РЖ: Европейская поэзия давно уже стала скорее письменной, чем песенной: размышление над текстом, его логикой и поэтикой, важнее увлеченности мелодией. Речь не о рациональности, а скорее об особой практике чтения, в которой индивидуальный опыт встречи с поэзией не противоречит трансляции ценностей другим читателям. А Вы ощущаете свою поэзию как письменную или как песенную?

К.Ч.: Мне не кажется, что это взаимоисключающие параграфы. Напротив, звук, в моем понимании, является одним из индикаторов подлинности информации, содержащейся в поэтическом тексте. Если постучать пальцами по стеклу, раздастся звон, и мы убедимся, что это стекло; то же самое можно отнести и к поэзии, впрочем, не только европейской – если стихотворение, претендующее на прозрачность, на слух воспринимается как тупой тяжелый предмет, значит, нас обманули. Другое дело, что отсутствие расхождений между условно драматическим и мелодическим сюжетами может являться результатом как произведенного автором полноценного высокоуровневого синтеза на этапе решения задачи, так и определения автором одного из этих сюжетов как исключительно вспомогательного на этапе ее постановки. Лично мне нравится оба слагаемых в равной степени акцентировать.

РЖ: Один из мифов старинной поэзии – письмо под диктовку Музы, языка или вдохновения. Вам диктуются стихи, или Вы сами диктуете вещам, как они должны выглядеть? Есть ли у Вас ощущение поэзии как задания, или же только как задачи, заданной не только Вам, но и всему миру?

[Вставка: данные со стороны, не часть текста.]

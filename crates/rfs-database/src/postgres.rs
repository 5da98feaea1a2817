//! PostgreSQL item store.

use async_trait::async_trait;
use sqlx::{Postgres, Transaction};
use tracing::{debug, info};

use rfs_core::error::{AppError, ErrorKind};
use rfs_core::result::AppResult;
use rfs_core::types::{FileId, FolderId};
use rfs_entity::file::{CreateFile, File};
use rfs_entity::folder::model::ROOT_FOLDER_NAME;
use rfs_entity::folder::{CreateFolder, Folder, Subtree};

use crate::connection::DatabasePool;
use crate::migration::run_migrations;
use crate::store::ItemStore;

/// Advisory lock taken by every transaction that rewrites containment edges.
const HIERARCHY_LOCK_KEY: i64 = 0x7266_735f_7472_6565;

const FOLDER_COLUMNS: &str = "id, name, parent_id, created_at, updated_at";
const FILE_COLUMNS: &str = "id, name, path, parent_id, created_at, updated_at";

/// Folder ids in the subtree under `$1`, parents before children.
///
/// The path array stops the recursion on a revisited id.
const SUBTREE_FOLDERS_SQL: &str = "WITH RECURSIVE subtree(id, depth, path) AS ( \
        SELECT id, 0, ARRAY[id] FROM folders WHERE id = $1 \
        UNION ALL \
        SELECT f.id, s.depth + 1, s.path || f.id \
        FROM folders f INNER JOIN subtree s ON f.parent_id = s.id \
        WHERE NOT f.id = ANY(s.path) \
     ) SELECT id FROM subtree ORDER BY depth ASC, id ASC";

/// Whether `$2` is `$1` or one of its ancestors.
const IN_ANCESTRY_SQL: &str = "WITH RECURSIVE chain(id, parent_id) AS ( \
        SELECT id, parent_id FROM folders WHERE id = $1 \
        UNION \
        SELECT f.id, f.parent_id FROM folders f INNER JOIN chain c ON f.id = c.parent_id \
     ) SELECT EXISTS (SELECT 1 FROM chain WHERE id = $2)";

/// Item store persisted in the `folders` and `files` tables.
///
/// Structural mutations run in a transaction holding one advisory lock, so
/// concurrent moves cannot combine into a cycle and a subtree delete is
/// all-or-nothing.
#[derive(Debug, Clone)]
pub struct PgItemStore {
    db: DatabasePool,
}

impl PgItemStore {
    /// Wrap an existing pool. The schema must already be migrated.
    pub fn new(db: DatabasePool) -> Self {
        Self { db }
    }

    /// Migrate the schema, make sure the root folder exists, and build the store.
    pub async fn bootstrap(db: DatabasePool) -> AppResult<Self> {
        run_migrations(db.pool()).await?;
        let store = Self::new(db);
        let root_id = store.ensure_root().await?;
        info!(root_id = %root_id, "PostgreSQL item store ready");
        Ok(store)
    }

    /// Insert the root folder unless one already exists. Idempotent.
    pub async fn ensure_root(&self) -> AppResult<FolderId> {
        sqlx::query(
            "INSERT INTO folders (name, parent_id, is_root) VALUES ($1, NULL, TRUE) \
             ON CONFLICT (is_root) WHERE is_root DO NOTHING",
        )
        .bind(ROOT_FOLDER_NAME)
        .execute(self.db.pool())
        .await
        .map_err(|e| AppError::with_source(ErrorKind::Database, "Failed to create root folder", e))?;

        self.root_id().await
    }

    async fn begin_structural(&self) -> AppResult<Transaction<'static, Postgres>> {
        let mut tx = self.db.pool().begin().await.map_err(|e| {
            AppError::with_source(ErrorKind::Database, "Failed to begin transaction", e)
        })?;

        sqlx::query("SELECT pg_advisory_xact_lock($1)")
            .bind(HIERARCHY_LOCK_KEY)
            .execute(&mut *tx)
            .await
            .map_err(|e| {
                AppError::with_source(ErrorKind::Database, "Failed to lock hierarchy", e)
            })?;

        Ok(tx)
    }

    async fn commit(tx: Transaction<'static, Postgres>) -> AppResult<()> {
        tx.commit().await.map_err(|e| {
            AppError::with_source(ErrorKind::Database, "Failed to commit transaction", e)
        })
    }
}

async fn folder_flag(
    tx: &mut Transaction<'static, Postgres>,
    id: FolderId,
) -> AppResult<Option<bool>> {
    sqlx::query_scalar::<_, bool>("SELECT is_root FROM folders WHERE id = $1 FOR UPDATE")
        .bind(id)
        .fetch_optional(&mut **tx)
        .await
        .map_err(|e| AppError::with_source(ErrorKind::Database, "Failed to lock folder", e))
}

/// Whether folder `id` exists, key-share locking it for the rest of `tx`.
///
/// Waits out any uncommitted delete of the row, so a parent removed by
/// another transaction reads as missing instead of failing the insert's
/// foreign key later.
async fn folder_exists_in(
    tx: &mut Transaction<'static, Postgres>,
    id: FolderId,
) -> AppResult<bool> {
    sqlx::query_scalar::<_, FolderId>("SELECT id FROM folders WHERE id = $1 FOR KEY SHARE")
        .bind(id)
        .fetch_optional(&mut **tx)
        .await
        .map(|row| row.is_some())
        .map_err(|e| AppError::with_source(ErrorKind::Database, "Failed to check folder", e))
}

#[async_trait]
impl ItemStore for PgItemStore {
    async fn folder_exists(&self, id: FolderId) -> AppResult<bool> {
        sqlx::query_scalar::<_, bool>("SELECT EXISTS (SELECT 1 FROM folders WHERE id = $1)")
            .bind(id)
            .fetch_one(self.db.pool())
            .await
            .map_err(|e| AppError::with_source(ErrorKind::Database, "Failed to check folder", e))
    }

    async fn file_exists(&self, id: FileId) -> AppResult<bool> {
        sqlx::query_scalar::<_, bool>("SELECT EXISTS (SELECT 1 FROM files WHERE id = $1)")
            .bind(id)
            .fetch_one(self.db.pool())
            .await
            .map_err(|e| AppError::with_source(ErrorKind::Database, "Failed to check file", e))
    }

    async fn get_folder(&self, id: FolderId) -> AppResult<Option<Folder>> {
        sqlx::query_as::<_, Folder>(&format!("SELECT {FOLDER_COLUMNS} FROM folders WHERE id = $1"))
            .bind(id)
            .fetch_optional(self.db.pool())
            .await
            .map_err(|e| AppError::with_source(ErrorKind::Database, "Failed to find folder", e))
    }

    async fn get_file(&self, id: FileId) -> AppResult<Option<File>> {
        sqlx::query_as::<_, File>(&format!("SELECT {FILE_COLUMNS} FROM files WHERE id = $1"))
            .bind(id)
            .fetch_optional(self.db.pool())
            .await
            .map_err(|e| AppError::with_source(ErrorKind::Database, "Failed to find file", e))
    }

    async fn child_folders(&self, parent_id: FolderId) -> AppResult<Vec<Folder>> {
        sqlx::query_as::<_, Folder>(&format!(
            "SELECT {FOLDER_COLUMNS} FROM folders WHERE parent_id = $1 ORDER BY name ASC, id ASC"
        ))
        .bind(parent_id)
        .fetch_all(self.db.pool())
        .await
        .map_err(|e| AppError::with_source(ErrorKind::Database, "Failed to list child folders", e))
    }

    async fn child_files(&self, parent_id: FolderId) -> AppResult<Vec<File>> {
        sqlx::query_as::<_, File>(&format!(
            "SELECT {FILE_COLUMNS} FROM files WHERE parent_id = $1 ORDER BY name ASC, id ASC"
        ))
        .bind(parent_id)
        .fetch_all(self.db.pool())
        .await
        .map_err(|e| AppError::with_source(ErrorKind::Database, "Failed to list child files", e))
    }

    async fn is_root(&self, id: FolderId) -> AppResult<bool> {
        sqlx::query_scalar::<_, bool>(
            "SELECT EXISTS (SELECT 1 FROM folders WHERE id = $1 AND is_root)",
        )
        .bind(id)
        .fetch_one(self.db.pool())
        .await
        .map_err(|e| AppError::with_source(ErrorKind::Database, "Failed to check root flag", e))
    }

    async fn root_id(&self) -> AppResult<FolderId> {
        sqlx::query_scalar::<_, FolderId>("SELECT id FROM folders WHERE is_root")
            .fetch_optional(self.db.pool())
            .await
            .map_err(|e| AppError::with_source(ErrorKind::Database, "Failed to find root", e))?
            .ok_or_else(|| AppError::internal("The root folder has not been created"))
    }

    async fn create_folder(&self, data: &CreateFolder) -> AppResult<FolderId> {
        let mut tx = self.begin_structural().await?;

        if !folder_exists_in(&mut tx, data.parent_id).await? {
            return Err(AppError::bad_request(format!(
                "Parent folder {} does not exist",
                data.parent_id
            )));
        }

        let id = sqlx::query_scalar::<_, FolderId>(
            "INSERT INTO folders (name, parent_id) VALUES ($1, $2) RETURNING id",
        )
        .bind(&data.name)
        .bind(data.parent_id)
        .fetch_one(&mut *tx)
        .await
        .map_err(|e| AppError::with_source(ErrorKind::Database, "Failed to create folder", e))?;

        Self::commit(tx).await?;
        Ok(id)
    }

    async fn create_file(&self, data: &CreateFile) -> AppResult<FileId> {
        let mut tx = self.begin_structural().await?;

        if !folder_exists_in(&mut tx, data.parent_id).await? {
            return Err(AppError::bad_request(format!(
                "Parent folder {} does not exist",
                data.parent_id
            )));
        }

        let id = sqlx::query_scalar::<_, FileId>(
            "INSERT INTO files (name, path, parent_id) VALUES ($1, $2, $3) RETURNING id",
        )
        .bind(&data.name)
        .bind(&data.path)
        .bind(data.parent_id)
        .fetch_one(&mut *tx)
        .await
        .map_err(|e| AppError::with_source(ErrorKind::Database, "Failed to create file", e))?;

        Self::commit(tx).await?;
        Ok(id)
    }

    async fn rename_folder(&self, id: FolderId, name: &str) -> AppResult<()> {
        let result = sqlx::query("UPDATE folders SET name = $2, updated_at = NOW() WHERE id = $1")
            .bind(id)
            .bind(name)
            .execute(self.db.pool())
            .await
            .map_err(|e| AppError::with_source(ErrorKind::Database, "Failed to rename folder", e))?;

        if result.rows_affected() == 0 {
            return Err(AppError::not_found(format!("Folder {id} not found")));
        }
        Ok(())
    }

    async fn rename_file(&self, id: FileId, name: &str) -> AppResult<()> {
        let result = sqlx::query("UPDATE files SET name = $2, updated_at = NOW() WHERE id = $1")
            .bind(id)
            .bind(name)
            .execute(self.db.pool())
            .await
            .map_err(|e| AppError::with_source(ErrorKind::Database, "Failed to rename file", e))?;

        if result.rows_affected() == 0 {
            return Err(AppError::not_found(format!("File {id} not found")));
        }
        Ok(())
    }

    async fn reparent_folder(
        &self,
        id: FolderId,
        new_parent_id: Option<FolderId>,
    ) -> AppResult<()> {
        let mut tx = self.begin_structural().await?;

        if let Some(dest) = new_parent_id {
            if !folder_exists_in(&mut tx, dest).await? {
                return Err(AppError::bad_request(format!(
                    "Destination folder {dest} does not exist"
                )));
            }
        }

        match folder_flag(&mut tx, id).await? {
            None => return Err(AppError::bad_request(format!("Folder {id} does not exist"))),
            Some(true) => {
                return Err(AppError::illegal_operation("The root folder cannot be moved"));
            }
            Some(false) => {}
        }

        if let Some(dest) = new_parent_id {
            let cycle = sqlx::query_scalar::<_, bool>(IN_ANCESTRY_SQL)
                .bind(dest)
                .bind(id)
                .fetch_one(&mut *tx)
                .await
                .map_err(|e| {
                    AppError::with_source(ErrorKind::Database, "Failed to walk ancestry", e)
                })?;
            if cycle {
                return Err(AppError::illegal_operation(format!(
                    "Folder {id} cannot be moved inside itself"
                )));
            }
        }

        sqlx::query("UPDATE folders SET parent_id = $2, updated_at = NOW() WHERE id = $1")
            .bind(id)
            .bind(new_parent_id)
            .execute(&mut *tx)
            .await
            .map_err(|e| AppError::with_source(ErrorKind::Database, "Failed to move folder", e))?;

        Self::commit(tx).await
    }

    async fn reparent_file(&self, id: FileId, new_parent_id: FolderId) -> AppResult<()> {
        let mut tx = self.begin_structural().await?;

        if !folder_exists_in(&mut tx, new_parent_id).await? {
            return Err(AppError::bad_request(format!(
                "Destination folder {new_parent_id} does not exist"
            )));
        }

        let result =
            sqlx::query("UPDATE files SET parent_id = $2, updated_at = NOW() WHERE id = $1")
                .bind(id)
                .bind(new_parent_id)
                .execute(&mut *tx)
                .await
                .map_err(|e| {
                    AppError::with_source(ErrorKind::Database, "Failed to move file", e)
                })?;

        if result.rows_affected() == 0 {
            return Err(AppError::bad_request(format!("File {id} does not exist")));
        }

        Self::commit(tx).await
    }

    async fn delete_subtree(&self, root_id: FolderId) -> AppResult<Subtree> {
        let mut tx = self.begin_structural().await?;

        match folder_flag(&mut tx, root_id).await? {
            None => return Err(AppError::not_found(format!("Folder {root_id} not found"))),
            Some(true) => {
                return Err(AppError::illegal_operation("The root folder cannot be deleted"));
            }
            Some(false) => {}
        }

        let folders = sqlx::query_scalar::<_, FolderId>(SUBTREE_FOLDERS_SQL)
            .bind(root_id)
            .fetch_all(&mut *tx)
            .await
            .map_err(|e| {
                AppError::with_source(ErrorKind::Database, "Failed to enumerate subtree", e)
            })?;
        let raw_ids: Vec<i64> = folders.iter().map(|id| id.get()).collect();

        let files = sqlx::query_scalar::<_, FileId>(
            "DELETE FROM files WHERE parent_id = ANY($1) RETURNING id",
        )
        .bind(&raw_ids)
        .fetch_all(&mut *tx)
        .await
        .map_err(|e| AppError::with_source(ErrorKind::Database, "Failed to delete files", e))?;

        sqlx::query("DELETE FROM folders WHERE id = ANY($1)")
            .bind(&raw_ids)
            .execute(&mut *tx)
            .await
            .map_err(|e| {
                AppError::with_source(ErrorKind::Database, "Failed to delete folders", e)
            })?;

        Self::commit(tx).await?;

        debug!(
            folder_id = %root_id,
            folders = folders.len(),
            files = files.len(),
            "Removed subtree from PostgreSQL"
        );
        Ok(Subtree {
            root: root_id,
            folders,
            files,
        })
    }

    async fn delete_file(&self, id: FileId) -> AppResult<()> {
        let result = sqlx::query("DELETE FROM files WHERE id = $1")
            .bind(id)
            .execute(self.db.pool())
            .await
            .map_err(|e| AppError::with_source(ErrorKind::Database, "Failed to delete file", e))?;

        if result.rows_affected() == 0 {
            return Err(AppError::not_found(format!("File {id} not found")));
        }
        Ok(())
    }

    async fn health_check(&self) -> AppResult<()> {
        self.db.ping().await
    }
}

К.Ч.: Я в первую очередь читатель. И писать начинаю, когда возникает потребность прочесть. Если я понимаю, что среди текстов, которые мне известны, нет ни одного идеально подходящего к ситуации на данный момент, я сажусь и пытаюсь его написать. Что касается вещей, это палка о двух концах: я не столько диктую, сколько напоминаю им, как они должны выглядеть, исходя из их же собственных сценариев. Как суфлер.

РЖ: В Вашей поэзии важен мотив не письма, а переписывания, записи на стекле, копирования файлов – то есть письмо выступает скорее как чуткий медиум ощущений, чем как средство воссоздать реальность или ее интеллектуальный образ. А для Вас письмо – это часть исторического переживания?

К.Ч.: Оно – инвентаризация личной истории, встроенной в бесконечное множество историй более общих, постоянно происходящих бок о бок и наплывающих друг на друга. Если вглядеться, все эти сюжеты статичны, разным может быть только непосредственно само письмо.

РЖ: "Я помню всё, что знала в девяностных" – это историческая память Вашего поэтического языка, который всё сохраняет, или вообще свойство любого детства, потому что Ваше детство пришлось на 90-е?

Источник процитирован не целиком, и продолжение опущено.